Observation data Epoch J2000.0 Equinox J2000.0 (ICRS)
- Constellation: Volans
- Right ascension: 07^{h} 44^{m} 43.8535^{s}
- Declination: −66° 04′ 18.954″
- Apparent magnitude (V): 6.38 ± 0.01

Characteristics
- Evolutionary stage: red giant branch
- Spectral type: G6/8 III
- U−B color index: +0.66
- B−V color index: +0.95

Astrometry
- Radial velocity (R_{v}): 1.4 ± 0.4 km/s
- Proper motion (μ): RA: −16.880 mas/yr Dec.: +48.274 mas/yr
- Parallax (π): 5.1439±0.0162 mas
- Distance: 634 ± 2 ly (194.4 ± 0.6 pc)
- Absolute magnitude (M_{V}): −0.06

Details
- Mass: 3.14 ± 0.10 M_{☉}
- Radius: 12.87 ± 0.22 R_{☉}
- Luminosity: 102 ± 2 L_{☉}
- Surface gravity (log g): 2.83 ± 0.11 cgs
- Temperature: 5116 ± 35 K
- Metallicity [Fe/H]: +0.01 ± 0.03 dex
- Rotational velocity (v sin i): 1.9 ± 1.5 km/s
- Other designations: 17 G. Volantis, CD−65°568, CPD−65°806, GC 10487, HD 63513, HIP 37773, HR 3036, SAO 249944

Database references
- SIMBAD: data

= HD 63513 =

Star in the constellation Volans

HD 63513 (HR 3036) is a solitary star located in the southern circumpolar constellation Volans. It has an apparent magnitude of 6.38, placing it near the max naked eye visibility. The star is situated at a distance of 634 light years but is receding with a heliocentric radial velocity of 1.4 km/s.

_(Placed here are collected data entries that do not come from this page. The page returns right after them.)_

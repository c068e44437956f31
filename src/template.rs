//! Log line templates.
//!
//! A template is plain text with `{{name}}` placeholders. Rendering is a
//! single literal-substitution pass: values are never re-scanned for further
//! placeholders, and placeholders with no matching record entry are left
//! verbatim so callers can simply omit keys for disabled fields.

use regex::Regex;
use std::sync::OnceLock;

fn placeholder_regex() -> &'static Regex {
    static PLACEHOLDER: OnceLock<Regex> = OnceLock::new();
    PLACEHOLDER.get_or_init(|| Regex::new(r"\{\{([^{}]*)\}\}").expect("placeholder regex compiles"))
}

/// Ordered key/value bag built fresh for each log phase and consumed by
/// [`LoggingTemplate::format`].
#[derive(Debug, Clone, Default)]
pub struct LogRecord {
    entries: Vec<(String, String)>,
}

impl LogRecord {
    /// Create an empty record.
    pub fn new() -> Self {
        Self::default()
    }

    /// Append a key/value pair; a later insert for the same key wins.
    pub fn insert(&mut self, key: impl Into<String>, value: impl Into<String>) {
        self.entries.push((key.into(), value.into()));
    }

    /// Look up a value, last insert first.
    pub fn get(&self, key: &str) -> Option<&str> {
        self.entries
            .iter()
            .rev()
            .find(|(k, _)| k == key)
            .map(|(_, v)| v.as_str())
    }
}

/// A log line template.
#[derive(Debug, Clone)]
pub struct LoggingTemplate {
    template: Option<String>,
}

impl LoggingTemplate {
    /// Create a template from its text.
    pub fn new(template: impl Into<String>) -> Self {
        Self {
            template: Some(template.into()),
        }
    }

    /// A template that renders to the empty string.
    pub fn empty() -> Self {
        Self { template: None }
    }

    /// Substitute every `{{key}}` with the record's value for `key`.
    ///
    /// Missing keys stay verbatim; an empty template renders `""`.
    pub fn format(&self, record: &LogRecord) -> String {
        let Some(template) = &self.template else {
            return String::new();
        };
        placeholder_regex()
            .replace_all(template, |caps: &regex::Captures<'_>| {
                match record.get(&caps[1]) {
                    Some(value) => value.to_string(),
                    None => caps[0].to_string(),
                }
            })
            .into_owned()
    }
}

const DEFAULT_REQUEST_TEMPLATE: &str = "Request Details:\n\
Correlation-Id: {{correlationId}}\n\
Method: {{method}}\n\
URI: {{uri}}\n\
Headers: {{headers}}\n\
Parameters: {{parameters}}\n\
Body: {{body}}";

const DEFAULT_RESPONSE_TEMPLATE: &str = "Response Details:\n\
Correlation-Id: {{correlationId}}\n\
Status: {{status}}\n\
Duration: {{duration}}ms\n\
Headers: {{headers}}\n\
Body: {{body}}";

/// The request and response templates used by the pipeline.
#[derive(Debug, Clone)]
pub struct TemplateSet {
    /// Template for the request-phase record.
    pub request: LoggingTemplate,
    /// Template for the response-phase record.
    pub response: LoggingTemplate,
}

impl Default for TemplateSet {
    fn default() -> Self {
        Self::builder().build()
    }
}

impl TemplateSet {
    /// Start a builder seeded with the default templates.
    pub fn builder() -> TemplateSetBuilder {
        TemplateSetBuilder {
            request: LoggingTemplate::new(DEFAULT_REQUEST_TEMPLATE),
            response: LoggingTemplate::new(DEFAULT_RESPONSE_TEMPLATE),
        }
    }
}

/// Builder for [`TemplateSet`]; custom templates may replace either default.
#[derive(Debug, Clone)]
pub struct TemplateSetBuilder {
    request: LoggingTemplate,
    response: LoggingTemplate,
}

impl TemplateSetBuilder {
    /// Replace the request template.
    pub fn request_template(mut self, template: impl Into<String>) -> Self {
        self.request = LoggingTemplate::new(template);
        self
    }

    /// Replace the response template.
    pub fn response_template(mut self, template: impl Into<String>) -> Self {
        self.response = LoggingTemplate::new(template);
        self
    }

    /// Finish the set.
    pub fn build(self) -> TemplateSet {
        TemplateSet {
            request: self.request,
            response: self.response,
        }
    }
}

#[cfg(test)]
mod tests {
    use super::*;

    fn record(pairs: &[(&str, &str)]) -> LogRecord {
        let mut record = LogRecord::new();
        for (k, v) in pairs {
            record.insert(*k, *v);
        }
        record
    }

    #[test]
    fn substitutes_every_present_key() {
        let template = LoggingTemplate::new("{{a}} and {{b}} and {{a}}");
        let out = template.format(&record(&[("a", "1"), ("b", "2")]));
        assert_eq!(out, "1 and 2 and 1");
        assert!(!out.contains("{{a}}"));
    }

    #[test]
    fn missing_keys_stay_verbatim() {
        let template = LoggingTemplate::new("Status: {{status}} Duration: {{duration}}ms");
        let out = template.format(&record(&[("status", "200")]));
        assert_eq!(out, "Status: 200 Duration: {{duration}}ms");
    }

    #[test]
    fn empty_template_renders_empty_string() {
        let out = LoggingTemplate::empty().format(&record(&[("a", "1")]));
        assert_eq!(out, "");
    }

    #[test]
    fn empty_value_substitutes_to_empty_string() {
        let template = LoggingTemplate::new("[{{gone}}]");
        assert_eq!(template.format(&record(&[("gone", "")])), "[]");
    }

    #[test]
    fn values_are_not_rescanned_for_placeholders() {
        let template = LoggingTemplate::new("{{body}} {{status}}");
        let out = template.format(&record(&[("body", "{{status}}"), ("status", "200")]));
        assert_eq!(out, "{{status}} 200");
    }

    #[test]
    fn default_templates_carry_named_fields() {
        let set = TemplateSet::default();
        let mut rec = LogRecord::new();
        rec.insert("correlationId", "cid-1");
        rec.insert("method", "POST");
        rec.insert("uri", "/users");
        rec.insert("headers", "-");
        rec.insert("parameters", "-");
        rec.insert("body", "-");
        let line = set.request.format(&rec);
        assert!(line.contains("Method: POST"));
        assert!(line.contains("URI: /users"));
        assert!(line.contains("Correlation-Id: cid-1"));
    }

    #[test]
    fn builder_replaces_only_the_given_template() {
        let set = TemplateSet::builder()
            .response_template("S={{status}}")
            .build();
        let mut rec = LogRecord::new();
        rec.insert("status", "503");
        assert_eq!(set.response.format(&rec), "S=503");
        rec.insert("method", "GET");
        assert!(set.request.format(&rec).contains("Method: GET"));
    }

    #[test]
    fn record_last_insert_wins() {
        let rec = record(&[("k", "first"), ("k", "second")]);
        assert_eq!(rec.get("k"), Some("second"));
    }
}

This object is a star with the characteristics of a G6 and G8 giant. At present it has 3.14 times the mass of the Sun but has expanded to almost 13 times the Sun's girth. It shines at 102 solar luminosities from its enlarged photosphere at an effective temperature of 5,116 K, which gives it a yellow glow. HD 63513 has an iron abundance 102% that of the Sun, placing it at solar metallicity and spins modestly with a projected rotational velocity of 1.9 km/s.